--- Study material ---
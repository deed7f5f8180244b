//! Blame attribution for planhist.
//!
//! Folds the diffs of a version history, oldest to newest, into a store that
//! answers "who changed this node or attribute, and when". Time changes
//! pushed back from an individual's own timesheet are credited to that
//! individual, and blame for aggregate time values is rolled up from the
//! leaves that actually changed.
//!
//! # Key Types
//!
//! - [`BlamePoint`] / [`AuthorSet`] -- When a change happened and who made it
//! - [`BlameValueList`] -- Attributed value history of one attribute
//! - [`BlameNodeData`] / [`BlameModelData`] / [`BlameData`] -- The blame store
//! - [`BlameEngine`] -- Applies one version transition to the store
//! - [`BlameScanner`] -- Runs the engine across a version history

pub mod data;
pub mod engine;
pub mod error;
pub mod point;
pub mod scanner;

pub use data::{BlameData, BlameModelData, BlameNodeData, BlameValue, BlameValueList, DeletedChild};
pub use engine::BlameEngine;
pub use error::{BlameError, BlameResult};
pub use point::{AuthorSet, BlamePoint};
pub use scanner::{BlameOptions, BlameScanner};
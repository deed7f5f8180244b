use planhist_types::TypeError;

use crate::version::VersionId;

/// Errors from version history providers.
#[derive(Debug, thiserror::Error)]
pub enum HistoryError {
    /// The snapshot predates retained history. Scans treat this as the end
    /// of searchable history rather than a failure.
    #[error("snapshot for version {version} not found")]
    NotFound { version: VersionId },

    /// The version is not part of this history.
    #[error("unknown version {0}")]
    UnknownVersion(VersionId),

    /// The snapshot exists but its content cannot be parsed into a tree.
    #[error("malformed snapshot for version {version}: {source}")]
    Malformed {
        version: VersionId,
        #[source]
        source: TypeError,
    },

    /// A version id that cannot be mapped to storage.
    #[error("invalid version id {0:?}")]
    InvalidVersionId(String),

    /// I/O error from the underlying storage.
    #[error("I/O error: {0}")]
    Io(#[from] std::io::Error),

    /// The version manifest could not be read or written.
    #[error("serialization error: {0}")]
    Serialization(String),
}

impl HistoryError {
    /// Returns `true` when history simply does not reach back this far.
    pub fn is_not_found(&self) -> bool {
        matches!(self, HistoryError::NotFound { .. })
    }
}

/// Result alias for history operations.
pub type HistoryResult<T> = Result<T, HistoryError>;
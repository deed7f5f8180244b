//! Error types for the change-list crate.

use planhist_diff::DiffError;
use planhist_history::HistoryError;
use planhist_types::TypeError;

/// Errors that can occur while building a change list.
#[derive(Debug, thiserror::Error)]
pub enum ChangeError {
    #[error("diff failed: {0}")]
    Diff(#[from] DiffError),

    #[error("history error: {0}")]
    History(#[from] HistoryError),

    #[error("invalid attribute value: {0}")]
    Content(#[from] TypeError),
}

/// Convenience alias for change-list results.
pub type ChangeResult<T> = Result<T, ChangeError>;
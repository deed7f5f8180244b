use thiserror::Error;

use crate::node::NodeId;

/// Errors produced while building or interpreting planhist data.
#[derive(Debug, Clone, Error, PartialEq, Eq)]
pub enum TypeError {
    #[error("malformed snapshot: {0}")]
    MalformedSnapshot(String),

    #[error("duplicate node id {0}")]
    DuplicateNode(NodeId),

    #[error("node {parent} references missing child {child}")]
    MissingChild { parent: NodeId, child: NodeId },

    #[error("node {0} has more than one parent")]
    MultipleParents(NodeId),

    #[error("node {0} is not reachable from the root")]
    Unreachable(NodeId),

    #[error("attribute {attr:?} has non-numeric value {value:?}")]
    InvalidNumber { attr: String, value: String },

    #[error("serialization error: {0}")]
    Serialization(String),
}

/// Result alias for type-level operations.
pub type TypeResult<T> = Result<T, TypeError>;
---
Aim of the task: Each record above should be transcribed exactly.

Task output:
repository deed7f5f8180244b
//! Blame attribution for planhist.
//!
//! Folds the diffs of a version history, oldest to newest, into a store that
//! answers "who changed this node or attribute, and when". Time changes
//! pushed back from an individual's own timesheet are credited to that
//! individual, and blame for aggregate time values is rolled up from the
//! leaves that actually changed.
//!
//! # Key Types
//!
//! - [`BlamePoint`] / [`AuthorSet`] -- When a change happened and who made it
//! - [`BlameValueList`] -- Attributed value history of one attribute
//! - [`BlameNodeData`] / [`BlameModelData`] / [`BlameData`] -- The blame store
//! - [`BlameEngine`] -- Applies one version transition to the store
//! - [`BlameScanner`] -- Runs the engine across a version history

pub mod data;
pub mod engine;
pub mod error;
pub mod point;
pub mod scanner;

pub use data::{BlameData, BlameModelData, BlameNodeData, BlameValue, BlameValueList, DeletedChild};
pub use engine::BlameEngine;
pub use error::{BlameError, BlameResult};
pub use point::{AuthorSet, BlamePoint};
pub use scanner::{BlameOptions, BlameScanner};
repository deed7f5f8180244b
use planhist_types::TypeError;

use crate::version::VersionId;

/// Errors from version history providers.
#[derive(Debug, thiserror::Error)]
pub enum HistoryError {
    /// The snapshot predates retained history. Scans treat this as the end
    /// of searchable history rather than a failure.
    #[error("snapshot for version {version} not found")]
    NotFound { version: VersionId },

    /// The version is not part of this history.
    #[error("unknown version {0}")]
    UnknownVersion(VersionId),

    /// The snapshot exists but its content cannot be parsed into a tree.
    #[error("malformed snapshot for version {version}: {source}")]
    Malformed {
        version: VersionId,
        #[source]
        source: TypeError,
    },

    /// A version id that cannot be mapped to storage.
    #[error("invalid version id {0:?}")]
    InvalidVersionId(String),

    /// I/O error from the underlying storage.
    #[error("I/O error: {0}")]
    Io(#[from] std::io::Error),

    /// The version manifest could not be read or written.
    #[error("serialization error: {0}")]
    Serialization(String),
}

impl HistoryError {
    /// Returns `true` when history simply does not reach back this far.
    pub fn is_not_found(&self) -> bool {
        matches!(self, HistoryError::NotFound { .. })
    }
}

/// Result alias for history operations.
pub type HistoryResult<T> = Result<T, HistoryError>;
repository deed7f5f8180244b
//! Error types for the change-list crate.

use planhist_diff::DiffError;
use planhist_history::HistoryError;
use planhist_types::TypeError;

/// Errors that can occur while building a change list.
#[derive(Debug, thiserror::Error)]
pub enum ChangeError {
    #[error("diff failed: {0}")]
    Diff(#[from] DiffError),

    #[error("history error: {0}")]
    History(#[from] HistoryError),

    #[error("invalid attribute value: {0}")]
    Content(#[from] TypeError),
}

/// Convenience alias for change-list results.
pub type ChangeResult<T> = Result<T, ChangeError>;
repository deed7f5f8180244b
use thiserror::Error;

use crate::node::NodeId;

/// Errors produced while building or interpreting planhist data.
#[derive(Debug, Clone, Error, PartialEq, Eq)]
pub enum TypeError {
    #[error("malformed snapshot: {0}")]
    MalformedSnapshot(String),

    #[error("duplicate node id {0}")]
    DuplicateNode(NodeId),

    #[error("node {parent} references missing child {child}")]
    MissingChild { parent: NodeId, child: NodeId },

    #[error("node {0} has more than one parent")]
    MultipleParents(NodeId),

    #[error("node {0} is not reachable from the root")]
    Unreachable(NodeId),

    #[error("attribute {attr:?} has non-numeric value {value:?}")]
    InvalidNumber { attr: String, value: String },

    #[error("serialization error: {0}")]
    Serialization(String),
}

/// Result alias for type-level operations.
pub type TypeResult<T> = Result<T, TypeError>;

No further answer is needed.